In the present study, we investigated the rate of protein conversion for many conditions by varying temperature, protein concentration, and salt concentration. Samples were analyzed by gel-permeation chromatography (GPC). From these results the reaction order, energy of activation (E_a), and the overall rate constants were determined. Subsequently, the kinetic parameters determined by GPC were combined with the kinetic parameters found with DSC, and we propose a new model for the heat-induced denaturation and aggregation of ovalbumin. This model (an extension of the Lumry and Eyring model), which incorporates a heat-stable fraction, is used to describe both sets of experimental data (protein conversion upon heating and DSC data).

Results

Conversion of monomers into aggregates induced by heating

The heat-induced conversion of ovalbumin monomers to aggregates at neutral pH was measured using two slightly different chromatographic techniques: HPSEC and SEC-MALLS. Temperature, ovalbumin concentration, NaCl concentration, and protein source (WCFS and SIGMA) were varied. The heat-induced aggregates are stable under cooling and dilution, and can thus be characterized at room temperature. As described in Materials and Methods, with HPSEC the samples were acidified to their isoelectric point prior to elution, the denatured and aggregated protein precipitated and the amount of nondenatured monomeric protein left after heating was determined. With SEC-MALLS, the heated protein samples, which were cooled to room temperature, were injected on the column without further treatment. In this case, denatured as well as nondenatured monomers will elute at the same volume, and consequently, no discrimination between denatured and nondenatured monomers can be made. Combining the results determined with both techniques allowed us to properly discriminate nondenatured, denatured monomers, and the aggregated fractions.
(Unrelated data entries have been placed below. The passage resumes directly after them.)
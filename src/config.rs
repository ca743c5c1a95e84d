use crate::error::{Result, SuscoinError};
use crate::types::config::SuscoinConfig;
use std::path::{Path, PathBuf};
use toml::map::Map;
use toml::Value;
use tracing::debug;

pub const DEFAULT_CONFIG_FILE: &str = "suscoin.toml";
pub const DEFAULT_LOCAL_FILE: &str = ".suscoin/local.toml";
pub const DEFAULT_GLOBAL_CONFIG_FILE: &str = ".config/suscoin/config.toml";

/// Merges the global, project and local layers under `root`. Returns `None`
/// when no layer exists so callers can fall back to built-in defaults.
pub fn load_config(root: &Path) -> Result<Option<SuscoinConfig>> {
    let global = std::env::var_os("HOME")
        .map(PathBuf::from)
        .map(|home| home.join(DEFAULT_GLOBAL_CONFIG_FILE));
    load_config_with_global(root, global.as_deref())
}

pub(crate) fn load_config_with_global(
    root: &Path,
    global_path: Option<&Path>,
) -> Result<Option<SuscoinConfig>> {
    let layers = global_path
        .map(Path::to_path_buf)
        .into_iter()
        .chain([root.join(DEFAULT_CONFIG_FILE), root.join(DEFAULT_LOCAL_FILE)])
        .filter(|path| path.exists())
        .collect::<Vec<_>>();
    if layers.is_empty() {
        return Ok(None);
    }

    let mut merged = Value::Table(Map::new());
    for path in &layers {
        debug!(path = %path.display(), "merging config layer");
        merge_toml(&mut merged, read_toml_value(path)?);
    }

    let cfg: SuscoinConfig = merged.try_into()?;
    cfg.validate()?;
    Ok(Some(cfg))
}

fn read_toml_value(path: &Path) -> Result<Value> {
    let content = std::fs::read_to_string(path)?;
    toml::from_str(&content)
        .map_err(|e| SuscoinError::ConfigParse(format!("{}: {}", path.display(), e)))
}

/// Tables merge key by key; any other value in `overlay` replaces the base.
fn merge_toml(base: &mut Value, overlay: Value) {
    match (base, overlay) {
        (Value::Table(base_table), Value::Table(overlay_table)) => {
            for (key, value) in overlay_table {
                match base_table.get_mut(&key) {
                    Some(existing) => merge_toml(existing, value),
                    None => {
                        base_table.insert(key, value);
                    }
                }
            }
        }
        (slot, value) => {
            *slot = value;
        }
    }
}
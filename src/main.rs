mod cli;

use clap::Parser;
use std::path::{Path, PathBuf};
use std::sync::Arc;
use suscoin::batch::{self, BatchReport, TripScore};
use suscoin::config;
use suscoin::report::{self, ModeListing, OutputFormat, TableReport};
use suscoin::types::config::SuscoinConfig;
use suscoin::{load_table, Scorer, SuscoinError};
use tracing::debug;
use tracing_subscriber::EnvFilter;

pub mod exit_code {
    pub const SUCCESS: i32 = 0;
    pub const NOT_VIABLE: i32 = 1;
    pub const RUNTIME_FAILURE: i32 = 3;
}

fn init_tracing(verbose: u8, quiet: bool) {
    let default_level = if quiet {
        "error"
    } else {
        match verbose {
            0 => "warn",
            1 => "info",
            _ => "debug",
        }
    };
    let filter =
        EnvFilter::try_from_default_env().unwrap_or_else(|_| EnvFilter::new(default_level));
    let _ = tracing_subscriber::fmt()
        .with_env_filter(filter)
        .with_writer(std::io::stderr)
        .with_target(false)
        .try_init();
}

fn output_format(format: &cli::ReportFormat) -> OutputFormat {
    match format {
        cli::ReportFormat::Json => OutputFormat::Json,
        cli::ReportFormat::Md => OutputFormat::Md,
    }
}

fn load_settings(root: &Path) -> Result<SuscoinConfig, SuscoinError> {
    let loaded = config::load_config(root)?;
    if loaded.is_none() {
        debug!(root = %root.display(), "no suscoin config found; using built-in defaults");
    }
    Ok(loaded.unwrap_or_default())
}

/// An explicit table path is taken as given; the configured one is relative
/// to the config root.
fn resolve_table_path(root: &Path, cfg: &SuscoinConfig, explicit: Option<PathBuf>) -> PathBuf {
    explicit.unwrap_or_else(|| {
        let configured = PathBuf::from(cfg.table_path());
        if configured.is_absolute() {
            configured
        } else {
            root.join(configured)
        }
    })
}

fn build_scorer(
    root: &Path,
    cfg: &SuscoinConfig,
    table: Option<PathBuf>,
) -> Result<Scorer, SuscoinError> {
    let settings = cfg.scorer_settings()?;
    let path = resolve_table_path(root, cfg, table);
    let table = load_table(&path, &settings.table_schema())?;
    Ok(Scorer::new(Arc::new(table), settings))
}

fn run() -> Result<i32, SuscoinError> {
    let cli = cli::Cli::parse();
    init_tracing(cli.verbose, cli.quiet);
    let cfg = load_settings(&cli.root)?;

    match cli.command {
        cli::Commands::Score(cmd) => {
            let scorer = build_scorer(&cli.root, &cfg, cmd.table)?;
            let trip = TripScore {
                assessment: scorer.assess(&cmd.mode, cmd.distance_km),
                mode: cmd.mode,
                input_km: cmd.distance_km,
            };
            println!(
                "{}",
                report::render_trip(&trip, output_format(&cmd.format))?
            );

            if trip.assessment.is_viable() {
                Ok(exit_code::SUCCESS)
            } else {
                Ok(exit_code::NOT_VIABLE)
            }
        }
        cli::Commands::Modes(cmd) => {
            let settings = cfg.scorer_settings()?;
            let listing = ModeListing::new(&settings.factors, &settings.rules);
            println!(
                "{}",
                report::render_modes(&listing, output_format(&cmd.format))?
            );
            Ok(exit_code::SUCCESS)
        }
        cli::Commands::Table(cmd) => {
            let settings = cfg.scorer_settings()?;
            let path = resolve_table_path(&cli.root, &cfg, cmd.path);
            let table = load_table(&path, &settings.table_schema())?;
            let table_report = TableReport {
                source: path.display().to_string(),
                summary: table.summary(settings.economy.max_band_km),
            };
            println!(
                "{}",
                report::render_table(&table_report, output_format(&cmd.format))?
            );
            Ok(exit_code::SUCCESS)
        }
        cli::Commands::Batch(cmd) => {
            let scorer = build_scorer(&cli.root, &cfg, cmd.table)?;
            let trips = batch::read_trips(&cmd.trips)?;
            let batch_report = BatchReport::score(&scorer, &trips);

            match cmd.out {
                Some(out) => {
                    let path = batch::write_report(&out, &batch_report)?;
                    println!(
                        "{}",
                        report::render_batch(&batch_report, OutputFormat::Md)?
                    );
                    println!("report file: {}", path.display());
                }
                None => {
                    println!(
                        "{}",
                        report::render_batch(&batch_report, OutputFormat::Json)?
                    );
                }
            }
            Ok(exit_code::SUCCESS)
        }
    }
}

fn main() {
    match run() {
        Ok(code) => {
            if code != 0 {
                std::process::exit(code);
            }
        }
        Err(e) => {
            eprintln!("error: {}", e);
            std::process::exit(exit_code::RUNTIME_FAILURE);
        }
    }
}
Figure 1 ▶ shows a chromatogram of heated ovalbumin (WCFS) that was not acidified prior to elution. The ovalbumin solutions were heated at 72°C for different times ranging from 0 to 5000 min. Ovalbumin aggregates elute at volumes between 18 and 23 mL. With increasing heating time, the relatively broad aggregate peak shifts to smaller volumes and the scattered intensity of the aggregate peak increases; this means that the size and amount of the aggregates formed increases. The inset in Figure 1 ▶ shows the weight average molar mass of the aggregate peak as calculated from the MALLS data. The molar mass increased from 47 10³ Da (M of a monomer) for the shortest heating times to 2•10⁶ Da (corresponding to aggregates consisting of approximately 45 monomers) for a heating time of 1 10⁴ min. The ovalbumin aggregates were always large enough to be clearly distinguished from native proteins. This indicates that under these conditions no or very few stable oligomers (dimers, trimers, etc.) are formed. The size of the aggregates depends on the initial protein concentration and salt concentration during heating, as reported earlier (Weijers et al. 2002b). The polydispersity (M_w/M_n) of the ovalbumin aggregates was approximately 1.5, and did not change significantly as a function of heating time.

Figure 1.

Chromatograms of ovalbumin (WCFS) solutions at pH 7, C = 27.1 gL⁻¹, and 200 ppm NaN₃ at different heating times at 72°C. Heating times: (Open circles) Not heated, (filled squares) 10 min, (filled triangles) 30 min, (filled diamonds) 50 min, (filled circles) 100 min, (open triangles) 5338 min. The inset shows the molar mass of the aggregates formed corresponding to the aggregate peaks in the chromatogram.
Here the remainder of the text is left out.